All that is needed is each line of the entries holding the word "HashMap", copied as it stands.

RECORDS SUPPLIED below:

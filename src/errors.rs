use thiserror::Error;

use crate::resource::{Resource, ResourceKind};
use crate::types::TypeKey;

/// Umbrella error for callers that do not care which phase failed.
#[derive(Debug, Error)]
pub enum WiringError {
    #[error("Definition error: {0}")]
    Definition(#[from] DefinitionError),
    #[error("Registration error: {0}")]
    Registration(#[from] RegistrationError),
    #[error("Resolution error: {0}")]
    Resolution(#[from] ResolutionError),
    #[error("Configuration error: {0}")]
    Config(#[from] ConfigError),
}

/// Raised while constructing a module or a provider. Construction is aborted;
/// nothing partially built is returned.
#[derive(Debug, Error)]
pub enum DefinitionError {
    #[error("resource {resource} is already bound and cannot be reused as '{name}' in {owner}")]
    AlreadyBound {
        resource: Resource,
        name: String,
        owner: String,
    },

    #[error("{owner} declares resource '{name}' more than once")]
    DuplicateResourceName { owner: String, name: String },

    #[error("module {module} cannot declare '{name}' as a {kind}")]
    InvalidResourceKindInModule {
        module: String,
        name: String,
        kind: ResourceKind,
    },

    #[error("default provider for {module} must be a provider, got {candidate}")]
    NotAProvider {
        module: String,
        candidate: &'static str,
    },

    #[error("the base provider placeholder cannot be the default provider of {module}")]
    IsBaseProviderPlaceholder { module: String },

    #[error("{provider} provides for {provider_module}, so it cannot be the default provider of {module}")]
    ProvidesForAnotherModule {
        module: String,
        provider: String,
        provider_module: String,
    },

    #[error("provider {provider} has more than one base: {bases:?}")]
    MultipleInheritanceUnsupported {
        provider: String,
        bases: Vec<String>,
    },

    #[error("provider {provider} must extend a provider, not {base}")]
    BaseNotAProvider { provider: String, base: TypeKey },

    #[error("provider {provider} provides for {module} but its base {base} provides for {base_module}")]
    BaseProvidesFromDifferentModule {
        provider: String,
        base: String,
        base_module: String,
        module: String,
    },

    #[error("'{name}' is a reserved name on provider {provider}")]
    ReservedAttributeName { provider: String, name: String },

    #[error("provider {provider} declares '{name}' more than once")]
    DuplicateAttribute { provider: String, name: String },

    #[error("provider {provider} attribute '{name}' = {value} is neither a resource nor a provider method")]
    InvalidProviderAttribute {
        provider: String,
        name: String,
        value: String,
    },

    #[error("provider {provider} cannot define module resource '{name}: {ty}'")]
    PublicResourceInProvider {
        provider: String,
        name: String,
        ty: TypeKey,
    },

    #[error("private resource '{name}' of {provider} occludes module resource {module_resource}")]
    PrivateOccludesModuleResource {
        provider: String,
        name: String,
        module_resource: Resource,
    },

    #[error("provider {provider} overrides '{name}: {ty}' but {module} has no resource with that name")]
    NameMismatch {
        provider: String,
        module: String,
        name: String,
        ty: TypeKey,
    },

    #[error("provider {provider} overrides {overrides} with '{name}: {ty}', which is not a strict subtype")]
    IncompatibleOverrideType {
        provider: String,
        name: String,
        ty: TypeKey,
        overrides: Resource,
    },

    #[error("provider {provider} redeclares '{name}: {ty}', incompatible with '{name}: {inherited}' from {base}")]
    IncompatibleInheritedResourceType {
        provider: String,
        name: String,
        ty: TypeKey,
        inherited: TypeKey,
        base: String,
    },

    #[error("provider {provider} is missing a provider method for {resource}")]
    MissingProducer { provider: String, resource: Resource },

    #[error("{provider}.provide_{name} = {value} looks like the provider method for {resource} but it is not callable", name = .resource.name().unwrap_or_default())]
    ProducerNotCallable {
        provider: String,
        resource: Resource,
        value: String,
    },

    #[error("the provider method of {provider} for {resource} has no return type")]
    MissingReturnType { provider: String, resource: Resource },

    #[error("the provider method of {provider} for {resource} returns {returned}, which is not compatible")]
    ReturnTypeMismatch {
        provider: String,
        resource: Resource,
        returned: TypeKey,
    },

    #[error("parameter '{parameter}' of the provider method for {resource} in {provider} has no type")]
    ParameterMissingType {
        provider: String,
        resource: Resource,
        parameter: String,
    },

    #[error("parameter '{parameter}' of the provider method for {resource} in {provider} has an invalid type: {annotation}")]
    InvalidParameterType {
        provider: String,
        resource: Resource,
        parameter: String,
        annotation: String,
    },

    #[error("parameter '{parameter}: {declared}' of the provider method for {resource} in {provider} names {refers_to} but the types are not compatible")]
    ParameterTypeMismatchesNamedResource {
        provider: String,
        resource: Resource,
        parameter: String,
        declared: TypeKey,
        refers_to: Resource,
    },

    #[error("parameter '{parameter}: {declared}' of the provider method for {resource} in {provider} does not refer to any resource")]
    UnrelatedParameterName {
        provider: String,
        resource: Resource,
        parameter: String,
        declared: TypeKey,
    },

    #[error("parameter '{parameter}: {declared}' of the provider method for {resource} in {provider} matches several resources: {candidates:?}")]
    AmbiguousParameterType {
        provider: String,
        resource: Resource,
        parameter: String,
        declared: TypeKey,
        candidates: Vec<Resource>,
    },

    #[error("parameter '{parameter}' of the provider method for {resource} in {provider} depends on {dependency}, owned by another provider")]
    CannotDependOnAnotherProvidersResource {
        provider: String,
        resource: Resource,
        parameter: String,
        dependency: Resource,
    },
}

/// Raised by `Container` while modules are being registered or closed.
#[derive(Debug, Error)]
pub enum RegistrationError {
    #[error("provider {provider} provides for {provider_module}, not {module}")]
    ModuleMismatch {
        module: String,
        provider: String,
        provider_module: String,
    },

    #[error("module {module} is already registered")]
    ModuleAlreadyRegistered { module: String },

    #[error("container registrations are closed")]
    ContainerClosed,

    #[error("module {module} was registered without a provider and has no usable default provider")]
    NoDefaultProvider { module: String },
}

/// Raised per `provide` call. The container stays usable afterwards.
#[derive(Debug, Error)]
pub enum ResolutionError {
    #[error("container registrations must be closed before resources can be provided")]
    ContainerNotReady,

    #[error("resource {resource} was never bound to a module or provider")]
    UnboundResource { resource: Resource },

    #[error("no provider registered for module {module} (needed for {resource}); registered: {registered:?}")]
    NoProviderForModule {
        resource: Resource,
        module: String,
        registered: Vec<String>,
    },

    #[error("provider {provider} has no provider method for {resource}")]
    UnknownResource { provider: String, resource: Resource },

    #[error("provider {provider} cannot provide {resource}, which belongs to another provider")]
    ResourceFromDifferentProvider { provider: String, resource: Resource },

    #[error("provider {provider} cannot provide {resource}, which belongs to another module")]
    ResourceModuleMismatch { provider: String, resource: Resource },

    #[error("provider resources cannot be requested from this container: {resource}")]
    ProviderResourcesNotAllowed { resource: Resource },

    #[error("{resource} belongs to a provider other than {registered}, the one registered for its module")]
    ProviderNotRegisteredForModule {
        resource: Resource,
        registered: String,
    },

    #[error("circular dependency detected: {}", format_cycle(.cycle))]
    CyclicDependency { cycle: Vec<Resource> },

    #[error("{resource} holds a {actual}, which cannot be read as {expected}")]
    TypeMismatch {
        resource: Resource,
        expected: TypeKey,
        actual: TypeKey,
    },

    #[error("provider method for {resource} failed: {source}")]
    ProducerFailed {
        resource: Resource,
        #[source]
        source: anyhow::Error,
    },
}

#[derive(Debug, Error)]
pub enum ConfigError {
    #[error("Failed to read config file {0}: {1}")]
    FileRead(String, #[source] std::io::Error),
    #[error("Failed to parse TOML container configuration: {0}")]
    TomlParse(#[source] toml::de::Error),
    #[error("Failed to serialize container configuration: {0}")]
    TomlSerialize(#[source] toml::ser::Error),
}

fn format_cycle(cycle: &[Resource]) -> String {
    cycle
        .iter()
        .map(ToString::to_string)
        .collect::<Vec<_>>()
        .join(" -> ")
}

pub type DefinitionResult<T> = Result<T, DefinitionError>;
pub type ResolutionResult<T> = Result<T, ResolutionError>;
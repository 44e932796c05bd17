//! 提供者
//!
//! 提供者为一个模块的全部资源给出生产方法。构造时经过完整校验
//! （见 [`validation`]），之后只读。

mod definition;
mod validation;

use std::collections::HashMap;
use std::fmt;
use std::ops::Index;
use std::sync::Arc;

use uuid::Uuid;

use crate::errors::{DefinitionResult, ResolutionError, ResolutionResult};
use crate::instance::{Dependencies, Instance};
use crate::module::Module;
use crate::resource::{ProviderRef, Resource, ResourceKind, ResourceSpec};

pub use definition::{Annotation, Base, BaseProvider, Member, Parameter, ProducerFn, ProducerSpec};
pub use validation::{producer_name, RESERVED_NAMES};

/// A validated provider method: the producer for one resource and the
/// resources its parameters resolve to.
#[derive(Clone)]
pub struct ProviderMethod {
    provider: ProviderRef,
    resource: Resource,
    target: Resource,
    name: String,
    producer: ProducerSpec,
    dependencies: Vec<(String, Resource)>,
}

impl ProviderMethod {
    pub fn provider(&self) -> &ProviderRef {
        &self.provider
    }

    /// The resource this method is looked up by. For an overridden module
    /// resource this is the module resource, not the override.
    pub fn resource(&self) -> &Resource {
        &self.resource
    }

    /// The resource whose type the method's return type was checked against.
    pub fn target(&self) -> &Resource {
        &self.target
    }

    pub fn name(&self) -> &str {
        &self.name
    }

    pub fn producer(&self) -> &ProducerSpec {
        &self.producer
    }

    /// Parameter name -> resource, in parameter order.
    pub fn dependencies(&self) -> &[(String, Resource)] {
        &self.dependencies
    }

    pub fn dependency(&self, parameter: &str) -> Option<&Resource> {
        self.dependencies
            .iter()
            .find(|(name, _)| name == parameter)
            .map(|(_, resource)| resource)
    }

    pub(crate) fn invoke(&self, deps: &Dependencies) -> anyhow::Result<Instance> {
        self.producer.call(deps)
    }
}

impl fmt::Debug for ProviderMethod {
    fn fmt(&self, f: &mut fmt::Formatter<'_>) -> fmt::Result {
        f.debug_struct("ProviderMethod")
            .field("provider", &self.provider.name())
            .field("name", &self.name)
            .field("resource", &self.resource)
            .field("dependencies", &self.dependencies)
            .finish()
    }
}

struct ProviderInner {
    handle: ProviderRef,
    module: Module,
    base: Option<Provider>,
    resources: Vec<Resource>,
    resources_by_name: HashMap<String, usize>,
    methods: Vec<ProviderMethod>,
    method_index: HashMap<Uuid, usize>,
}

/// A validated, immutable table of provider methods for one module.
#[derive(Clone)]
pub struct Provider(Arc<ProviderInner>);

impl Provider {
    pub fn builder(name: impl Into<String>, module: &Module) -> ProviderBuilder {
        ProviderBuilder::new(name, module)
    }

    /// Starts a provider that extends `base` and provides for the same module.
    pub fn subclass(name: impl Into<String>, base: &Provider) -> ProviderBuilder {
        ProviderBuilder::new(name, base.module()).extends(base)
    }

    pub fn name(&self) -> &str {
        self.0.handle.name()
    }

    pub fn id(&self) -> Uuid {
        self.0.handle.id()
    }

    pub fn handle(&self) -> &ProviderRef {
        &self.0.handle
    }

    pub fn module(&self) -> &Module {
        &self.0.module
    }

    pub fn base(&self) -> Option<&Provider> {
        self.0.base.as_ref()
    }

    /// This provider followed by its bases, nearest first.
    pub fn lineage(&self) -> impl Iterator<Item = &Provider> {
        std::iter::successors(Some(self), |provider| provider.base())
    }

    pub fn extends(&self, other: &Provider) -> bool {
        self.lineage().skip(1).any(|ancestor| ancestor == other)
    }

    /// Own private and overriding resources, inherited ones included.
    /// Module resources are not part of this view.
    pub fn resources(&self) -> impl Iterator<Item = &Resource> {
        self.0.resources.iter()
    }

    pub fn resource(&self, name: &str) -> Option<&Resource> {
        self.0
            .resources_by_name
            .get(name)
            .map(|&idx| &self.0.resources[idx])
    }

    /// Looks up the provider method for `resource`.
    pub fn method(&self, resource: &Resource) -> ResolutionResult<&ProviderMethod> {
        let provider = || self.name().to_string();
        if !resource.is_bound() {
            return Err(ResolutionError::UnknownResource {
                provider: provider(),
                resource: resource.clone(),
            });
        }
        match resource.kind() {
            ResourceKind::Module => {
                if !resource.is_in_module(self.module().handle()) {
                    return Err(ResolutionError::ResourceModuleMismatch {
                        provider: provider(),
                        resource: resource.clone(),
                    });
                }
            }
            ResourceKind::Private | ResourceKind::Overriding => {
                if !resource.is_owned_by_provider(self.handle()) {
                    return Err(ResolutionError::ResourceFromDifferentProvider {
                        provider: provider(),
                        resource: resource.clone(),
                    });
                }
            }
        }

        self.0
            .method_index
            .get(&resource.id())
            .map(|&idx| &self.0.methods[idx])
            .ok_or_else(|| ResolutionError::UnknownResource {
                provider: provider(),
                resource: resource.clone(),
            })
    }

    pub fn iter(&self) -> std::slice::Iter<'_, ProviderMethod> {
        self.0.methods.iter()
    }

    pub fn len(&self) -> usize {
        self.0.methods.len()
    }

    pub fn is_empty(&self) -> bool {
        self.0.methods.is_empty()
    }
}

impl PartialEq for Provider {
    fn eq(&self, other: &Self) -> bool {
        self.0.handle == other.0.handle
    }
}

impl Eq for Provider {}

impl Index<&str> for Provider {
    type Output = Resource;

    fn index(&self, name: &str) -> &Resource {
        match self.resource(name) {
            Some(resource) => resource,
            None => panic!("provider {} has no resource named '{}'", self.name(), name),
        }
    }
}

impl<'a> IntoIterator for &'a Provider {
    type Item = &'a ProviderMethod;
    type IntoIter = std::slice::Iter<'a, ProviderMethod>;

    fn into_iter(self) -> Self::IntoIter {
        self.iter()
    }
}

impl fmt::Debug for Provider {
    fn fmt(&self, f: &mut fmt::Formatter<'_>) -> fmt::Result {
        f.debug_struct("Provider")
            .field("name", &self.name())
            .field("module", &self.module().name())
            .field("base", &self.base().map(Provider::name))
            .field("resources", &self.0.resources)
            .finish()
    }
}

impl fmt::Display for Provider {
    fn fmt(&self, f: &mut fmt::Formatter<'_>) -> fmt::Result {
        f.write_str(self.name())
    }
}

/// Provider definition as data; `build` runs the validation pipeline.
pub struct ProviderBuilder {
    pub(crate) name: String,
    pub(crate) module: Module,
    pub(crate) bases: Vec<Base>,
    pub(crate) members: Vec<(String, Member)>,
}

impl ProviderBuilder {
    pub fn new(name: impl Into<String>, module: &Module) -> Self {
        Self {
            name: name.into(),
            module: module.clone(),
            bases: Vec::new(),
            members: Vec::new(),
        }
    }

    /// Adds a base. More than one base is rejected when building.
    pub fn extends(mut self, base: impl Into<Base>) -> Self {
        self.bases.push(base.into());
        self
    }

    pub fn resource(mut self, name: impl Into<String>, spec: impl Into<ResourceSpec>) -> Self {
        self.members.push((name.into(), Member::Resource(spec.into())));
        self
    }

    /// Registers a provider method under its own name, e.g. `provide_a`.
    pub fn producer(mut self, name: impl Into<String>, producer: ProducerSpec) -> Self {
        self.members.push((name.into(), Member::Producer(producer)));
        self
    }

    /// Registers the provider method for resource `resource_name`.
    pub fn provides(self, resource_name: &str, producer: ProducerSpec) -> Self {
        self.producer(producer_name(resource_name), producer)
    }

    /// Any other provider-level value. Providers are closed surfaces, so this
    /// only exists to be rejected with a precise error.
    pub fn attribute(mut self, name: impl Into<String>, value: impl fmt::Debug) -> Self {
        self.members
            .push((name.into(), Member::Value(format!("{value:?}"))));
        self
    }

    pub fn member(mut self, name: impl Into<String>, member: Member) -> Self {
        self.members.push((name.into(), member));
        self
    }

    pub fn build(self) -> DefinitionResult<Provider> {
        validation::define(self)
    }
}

End of RECORDS SUPPLIED.

EXERCISE RESULT =
use std::collections::HashMap;
    resources_by_name: HashMap<String, usize>,
    method_index: HashMap<Uuid, usize>,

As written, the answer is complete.